:: WHAT IS NEEDED ::
Gather all lines from the material that contain "items".

:: STORED DATA ::
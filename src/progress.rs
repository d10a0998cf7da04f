//! Progress reporting for long analyses.
//!
//! Workers publish [`ProgressInfo`] snapshots on a small bounded channel
//! with `try_send`, so a slow display never stalls the analysis. A display
//! thread renders the latest snapshot with `indicatif`.

use std::thread::{self, JoinHandle};
use std::time::Duration;

use crossbeam_channel::{Receiver, Sender, bounded};
use indicatif::{ProgressBar, ProgressDrawTarget, ProgressStyle};

#[derive(Debug, Clone, Default, PartialEq)]
pub struct ProgressInfo {
    pub total_tasks: usize,
    pub total_tasks_known: bool,
    pub completed_tasks: usize,
    pub elapsed: Duration,
    pub message: String,
}

impl ProgressInfo {
    /// Completed fraction in `[0, 1]`, once the total is known.
    pub fn ratio(&self) -> Option<f64> {
        if !self.total_tasks_known || self.total_tasks == 0 {
            return None;
        }
        Some((self.completed_tasks as f64 / self.total_tasks as f64).min(1.0))
    }

    /// Rough time left, extrapolated from the average task duration.
    pub fn eta(&self) -> Option<Duration> {
        let ratio = self.ratio()?;
        if ratio == 0.0 {
            return None;
        }
        let total = self.elapsed.as_secs_f64() / ratio;
        Some(Duration::from_secs_f64((total - self.elapsed.as_secs_f64()).max(0.0)))
    }
}

/// Channel pair for progress updates; the sender side is lossy.
pub fn channel() -> (Sender<ProgressInfo>, Receiver<ProgressInfo>) {
    bounded(1)
}

/// Render progress updates until every sender is dropped.
pub fn spawn_display(updates: Receiver<ProgressInfo>, visible: bool) -> JoinHandle<()> {
    thread::spawn(move || {
        let bar = ProgressBar::with_draw_target(
            None,
            if visible {
                ProgressDrawTarget::stderr()
            } else {
                ProgressDrawTarget::hidden()
            },
        );
        if let Ok(style) =
            ProgressStyle::default_bar().template("{spinner:.green} [{bar:40.cyan/blue}] {pos}/{len} {wide_msg}")
        {
            bar.set_style(style.progress_chars("█▓▒░  "));
        }

        for info in updates.iter() {
            if info.total_tasks_known {
                bar.set_length(info.total_tasks as u64);
            }
            bar.set_position(info.completed_tasks as u64);
            bar.set_message(info.message);
        }
        bar.finish_and_clear();
    })
}

/// Run `f` with a progress sender wired to a display thread, then wait for
/// the display to clear before returning.
pub fn with_display<T>(visible: bool, f: impl FnOnce(Sender<ProgressInfo>) -> T) -> T {
    let (tx, rx) = channel();
    let display = spawn_display(rx, visible);
    let result = f(tx);
    let _ = display.join();
    result
}

#[cfg(test)]
mod tests {
    use super::*;

    #[test]
    fn ratio_requires_known_total() {
        let mut info = ProgressInfo {
            total_tasks: 10,
            completed_tasks: 5,
            ..Default::default()
        };
        assert_eq!(info.ratio(), None);
        info.total_tasks_known = true;
        assert_eq!(info.ratio(), Some(0.5));
    }

    #[test]
    fn eta_extrapolates() {
        let info = ProgressInfo {
            total_tasks: 4,
            total_tasks_known: true,
            completed_tasks: 1,
            elapsed: Duration::from_secs(10),
            message: String::new(),
        };
        assert_eq!(info.eta(), Some(Duration::from_secs(30)));
    }

    #[test]
    fn display_stops_when_senders_drop() {
        let (tx, rx) = channel();
        let handle = spawn_display(rx, false);
        let _ = tx.try_send(ProgressInfo {
            total_tasks: 1,
            total_tasks_known: true,
            completed_tasks: 1,
            ..Default::default()
        });
        drop(tx);
        handle.join().unwrap();
    }

    #[test]
    fn with_display_returns_result() {
        let value = with_display(false, |tx| {
            let _ = tx.try_send(ProgressInfo::default());
            42
        });
        assert_eq!(value, 42);
    }
}
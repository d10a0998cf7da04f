//! Fixture repositories shared by the analyzer tests.

use std::fs;
use std::path::Path;

use git2::{Repository, RepositoryInitOptions};

pub const BASE_EPOCH: i64 = 1_700_000_000;

pub fn create_test_repo() -> (tempfile::TempDir, Repository) {
    let dir = tempfile::tempdir().unwrap();
    let mut opts = RepositoryInitOptions::new();
    opts.initial_head("main");
    let repo = Repository::init_opts(dir.path(), &opts).unwrap();

    let mut config = repo.config().unwrap();
    config.set_str("user.name", "Test").unwrap();
    config.set_str("user.email", "test@test.com").unwrap();

    (dir, repo)
}

/// Write `files` into the work tree and commit them as `author`.
pub fn commit_as(
    repo: &Repository,
    author: &str,
    files: &[(&str, &str)],
    message: &str,
    epoch: i64,
) -> String {
    let email = format!("{author}@mail.com");
    let sig = git2::Signature::new(author, &email, &git2::Time::new(epoch, 0)).unwrap();
    let mut index = repo.index().unwrap();

    for (path, content) in files {
        let full_path = repo.workdir().unwrap().join(path);
        if let Some(parent) = full_path.parent() {
            fs::create_dir_all(parent).unwrap();
        }
        fs::write(&full_path, content).unwrap();
        index.add_path(Path::new(path)).unwrap();
    }

    index.write().unwrap();
    let tree_oid = index.write_tree().unwrap();
    let tree = repo.find_tree(tree_oid).unwrap();

    let parent = repo.head().ok().and_then(|h| h.peel_to_commit().ok());
    let parents: Vec<&git2::Commit> = parent.iter().collect();

    repo.commit(Some("HEAD"), &sig, &sig, message, &tree, &parents)
        .unwrap()
        .to_string()
}

/// Delete `path` from the work tree and commit the removal.
pub fn remove_as(repo: &Repository, author: &str, path: &str, epoch: i64) -> String {
    let email = format!("{author}@mail.com");
    let sig = git2::Signature::new(author, &email, &git2::Time::new(epoch, 0)).unwrap();
    fs::remove_file(repo.workdir().unwrap().join(path)).unwrap();
    let mut index = repo.index().unwrap();
    index.remove_path(Path::new(path)).unwrap();
    index.write().unwrap();
    let tree = repo.find_tree(index.write_tree().unwrap()).unwrap();
    let parent = repo.head().unwrap().peel_to_commit().unwrap();
    repo.commit(Some("HEAD"), &sig, &sig, "remove", &tree, &[&parent])
        .unwrap()
        .to_string()
}

/// Five commits, one hour apart:
///
/// 1. author1 adds `file1` = `a`
/// 2. author2 edits `file1` to `a\nb`
/// 3. author1 edits `file1` to `a\nd\nc`
/// 4. author1 edits `file1` to `a\nc`
/// 5. author3 adds `dir1/dir1.1/file2` = `a\nb\nc\nd\ne`
///
/// Returns the commit ids oldest first.
pub fn ownership_repo() -> (tempfile::TempDir, Vec<String>) {
    let (dir, repo) = create_test_repo();
    let hour = 3600;
    let ids = vec![
        commit_as(&repo, "author1", &[("file1", "a")], "c1", BASE_EPOCH),
        commit_as(&repo, "author2", &[("file1", "a\nb")], "c2", BASE_EPOCH + hour),
        commit_as(&repo, "author1", &[("file1", "a\nd\nc")], "c3", BASE_EPOCH + 2 * hour),
        commit_as(&repo, "author1", &[("file1", "a\nc")], "c4", BASE_EPOCH + 3 * hour),
        commit_as(
            &repo,
            "author3",
            &[("dir1/dir1.1/file2", "a\nb\nc\nd\ne")],
            "c5",
            BASE_EPOCH + 4 * hour,
        ),
    ];
    (dir, ids)
}

pub const DUP_BLOCK: &str = "let total_value = compute_total(items);\n\
let average_value = total_value / items.len();\n\
println!(\"average = {average_value}\");\n\
return average_value * scale_factor;\n";

/// Two files sharing a four line block plus a file with unique content.
pub fn duplicates_repo() -> (tempfile::TempDir, Vec<String>) {
    let (dir, repo) = create_test_repo();
    let first = format!("fn first_function_name() {{\n{DUP_BLOCK}}}\n");
    let second = format!("fn second_function_name() {{\n{DUP_BLOCK}}}\n");
    let unique = "fn unrelated_function_body() {\n    let something_else = 42 * 1000;\n}\n";
    let ids = vec![
        commit_as(&repo, "author1", &[("src/a.rs", first.as_str())], "a", BASE_EPOCH),
        commit_as(
            &repo,
            "author2",
            &[("src/b.rs", second.as_str()), ("src/c.rs", unique)],
            "b",
            BASE_EPOCH + 3600,
        ),
    ];
    (dir, ids)
}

:: RESULT OF THE EXERCISE ::
pub const DUP_BLOCK: &str = "let total_value = compute_total(items);\n\
let average_value = total_value / items.len();\n\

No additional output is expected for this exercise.